Oxidized deoxynucleosides are widely used as biomarkers for DNA oxidation and oxidative stress assessment. Although gas chromatography mass spectrometry is widely used for the measurement of multiple DNA lesions, this approach requires complex sample preparation contributing to possible artifactual oxidation. To address these issues, a high performance liquid chromatography (HPLC)-tandem mass spectrometric (LC-MS/MS) method was developed to measure 8-hydroxy-2′-deoxyguanosine (8-OH-dG), 8-hydroxy-2′-deoxyadenosine (8-OH-dA), 2-hydroxy-2′-deoxyadenosine (2-OH-dA), thymidine glycol (TG), and 5-hydroxymethyl-2′-deoxyuridine (HMDU) in DNA samples with fast sample preparation.
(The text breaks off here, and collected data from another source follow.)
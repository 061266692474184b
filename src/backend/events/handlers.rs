/**
 * Event Handlers
 *
 * - `POST /events/create` (protected) - the caller becomes the organizer
 * - `GET /events/view` (public) - every event
 */

use std::sync::Arc;

use axum::{
    extract::{rejection::JsonRejection, State},
    http::StatusCode,
    response::Json,
};

use crate::backend::error::BackendError;
use crate::backend::middleware::auth::AuthUser;
use crate::backend::store::Store;
use crate::shared::{CreateEventRequest, CreateEventResponse, Event};

/// Create an event organized by the caller
///
/// # Errors
///
/// * `400 Bad Request` - Body is not JSON, a field is missing, or the date
///   is not `YYYY-MM-DD`
/// * `500 Internal Server Error` - Storage failure (the write is rolled back)
///
/// # Example Request
///
/// ```http
/// POST /events/create HTTP/1.1
/// Authorization: Bearer eyJ...
/// Content-Type: application/json
///
/// {
///   "title": "Community BBQ",
///   "description": "Music and games",
///   "date": "2025-03-25",
///   "location": "Central Park"
/// }
/// ```
pub async fn create_event(
    State(store): State<Arc<dyn Store>>,
    AuthUser(user): AuthUser,
    payload: Result<Json<CreateEventRequest>, JsonRejection>,
) -> Result<(StatusCode, Json<CreateEventResponse>), BackendError> {
    let Json(request) = payload?;
    let new_event = request.into_new_event(user.user_id)?;

    let event_id = store.create_event(new_event).await?;
    tracing::info!("User {} created event {}", user.user_id, event_id);

    Ok((
        StatusCode::CREATED,
        Json(CreateEventResponse {
            message: "Event created successfully".to_string(),
            event_id,
        }),
    ))
}

/// List all events
pub async fn view_events(
    State(store): State<Arc<dyn Store>>,
) -> Result<Json<Vec<Event>>, BackendError> {
    Ok(Json(store.list_events().await?))
}
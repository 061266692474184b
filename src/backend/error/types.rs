/**
 * Backend Error Types
 *
 * This module defines the error taxonomy of the HTTP layer.
 *
 * # Error Categories
 *
 * ## Authentication
 *
 * - `InvalidCredentials` - email unknown or password mismatch (401)
 * - `Unauthorized` - token missing or failing verification (401)
 *
 * ## Authorization
 *
 * - `NotAuthorized` - the caller does not own the resource (403)
 *
 * ## Input and state
 *
 * - `DuplicateEmail` - registration conflict (400)
 * - `ValidationError` - missing or unparsable fields (400)
 * - `NotFound` - no such resource (404)
 *
 * ## Internal
 *
 * - `InternalError` - storage, hashing or signing failure (500). The detail is
 *   logged when the error is created and replaced by a generic message in the
 *   response.
 */

use axum::http::StatusCode;
use thiserror::Error;

use crate::backend::auth::sessions::AuthError;
use crate::shared::SharedError;

/// Generic message returned to clients for internal failures
pub const INTERNAL_ERROR_MESSAGE: &str = "Internal server error";

/// Backend-specific error types
///
/// # Usage
///
/// ```rust
/// use neighborly::backend::error::BackendError;
///
/// let err = BackendError::not_found("Post not found.");
/// let err = BackendError::not_authorized("You are not authorized to delete this post.");
/// let err = BackendError::internal("database is locked");
/// ```
#[derive(Debug, Error)]
pub enum BackendError {
    /// Login with an unknown email or a wrong password
    ///
    /// Both cases share one message so that the response does not reveal
    /// which emails are registered.
    #[error("Invalid credentials")]
    InvalidCredentials,

    /// Registration with an email that is already registered
    #[error("Email already exists")]
    DuplicateEmail,

    /// Missing or invalid bearer token on a protected route
    #[error("Unauthorized: {0}")]
    Unauthorized(#[from] AuthError),

    /// The caller is authenticated but does not own the resource
    #[error("{message}")]
    NotAuthorized {
        /// Human-readable error message
        message: String,
    },

    /// The requested resource does not exist
    #[error("{message}")]
    NotFound {
        /// Human-readable error message
        message: String,
    },

    /// Missing or unparsable request fields
    #[error(transparent)]
    ValidationError(#[from] SharedError),

    /// Unexpected failure in storage, hashing or token signing
    #[error("Internal error: {message}")]
    InternalError {
        /// Internal detail, logged but never returned to clients
        message: String,
    },
}

/// JSON key under which an error message is returned
#[derive(Debug, Clone, Copy, PartialEq, Eq)]
pub enum BodyKey {
    /// `{"message": ...}`, used by the login and registration failures
    Message,
    /// `{"error": ...}`, used by everything else
    Error,
}

impl BodyKey {
    pub fn as_str(self) -> &'static str {
        match self {
            Self::Message => "message",
            Self::Error => "error",
        }
    }
}

impl BackendError {
    /// Create a new ownership failure
    pub fn not_authorized(message: impl Into<String>) -> Self {
        Self::NotAuthorized {
            message: message.into(),
        }
    }

    /// Create a new not-found error
    pub fn not_found(message: impl Into<String>) -> Self {
        Self::NotFound {
            message: message.into(),
        }
    }

    /// Create a new validation error for `field`
    pub fn validation(field: impl Into<String>, message: impl Into<String>) -> Self {
        Self::ValidationError(SharedError::validation(field, message))
    }

    /// Create a new internal error and log its detail
    pub fn internal(message: impl Into<String>) -> Self {
        let message = message.into();
        tracing::error!("Internal error: {}", message);
        Self::InternalError { message }
    }

    /// Get the HTTP status code for this error
    ///
    /// # Status Code Mapping
    ///
    /// - `InvalidCredentials`, `Unauthorized` - 401 Unauthorized
    /// - `NotAuthorized` - 403 Forbidden
    /// - `NotFound` - 404 Not Found
    /// - `DuplicateEmail`, `ValidationError` - 400 Bad Request
    /// - `InternalError` - 500 Internal Server Error
    pub fn status_code(&self) -> StatusCode {
        match self {
            Self::InvalidCredentials | Self::Unauthorized(_) => StatusCode::UNAUTHORIZED,
            Self::NotAuthorized { .. } => StatusCode::FORBIDDEN,
            Self::NotFound { .. } => StatusCode::NOT_FOUND,
            Self::DuplicateEmail | Self::ValidationError(_) => StatusCode::BAD_REQUEST,
            Self::InternalError { .. } => StatusCode::INTERNAL_SERVER_ERROR,
        }
    }

    /// Get the message returned to the client
    ///
    /// Internal errors always yield the generic `INTERNAL_ERROR_MESSAGE`.
    pub fn message(&self) -> String {
        match self {
            Self::InternalError { .. } => INTERNAL_ERROR_MESSAGE.to_string(),
            Self::Unauthorized(err) => err.to_string(),
            other => other.to_string(),
        }
    }

    /// Get the JSON key the message is returned under
    pub fn body_key(&self) -> BodyKey {
        match self {
            Self::InvalidCredentials | Self::DuplicateEmail => BodyKey::Message,
            _ => BodyKey::Error,
        }
    }
}
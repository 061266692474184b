//! Shared Module
//!
//! Types that cross the HTTP boundary: the event and post records returned
//! to clients, the bodies they submit, and the validation errors raised while
//! reading those bodies.

/// Community event records and requests
pub mod event;

/// Bulletin post records and requests
pub mod post;

/// Shared error types
pub mod error;

/// Presence checks for request fields
pub mod validation;

/// Re-export commonly used types for convenience
pub use event::{CreateEventRequest, CreateEventResponse, Event, NewEvent};
pub use post::{CreatePostForm, NewPost, Post};
pub use error::SharedError;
In order to selectively monitor the product ions of these precursors with optimum sensitivity for use during quantitative LC-MS/MS analysis, unique and abundant fragment ions had to be identified during MS/MS with collision-induced dissociation (CID). Positive and negative ion electrospray tandem mass spectra with CID were compared for the analysis of these five oxidized deoxynucleosides. The most abundant fragment ions were usually formed by cleavage of the glycosidic bond in both positive and negative ion modes. However, in the negative ion electrospray tandem mass spectra of 8-OH-dG, 2-OH-dA, and 8-OH-dA, cleavage of two bonds within the sugar ring produced abundant S 1 type ions with loss of a neutral molecule weighing 90 u, [M − H − 90] −. The signal-to-noise ratio was similar for negative and positive ion electrospray MS/MS except in the case of thymidine glycol where the signal-to-noise was 100 times greater in negative ionization mode. Therefore, negative ion electrospray tandem mass spectrometry with CID would be preferred to positive ion mode for the analysis of sets of oxidized deoxynucleosides that include thymidine glycol. Investigation of the fragmentation pathways indicated some new general rules for the fragmentation of negatively charged oxidized nucleosides. When purine nucleosides contain a hydroxyl group in the C 8 position, an S 1 type product ion will dominate the product ions due to a six-membered ring hydrogen transfer process. Finally, a new type of fragment ion formed by elimination of a neutral molecule weighing 48 (CO 2H 4) from the sugar moiety was observed for all three oxidized purine nucleosides.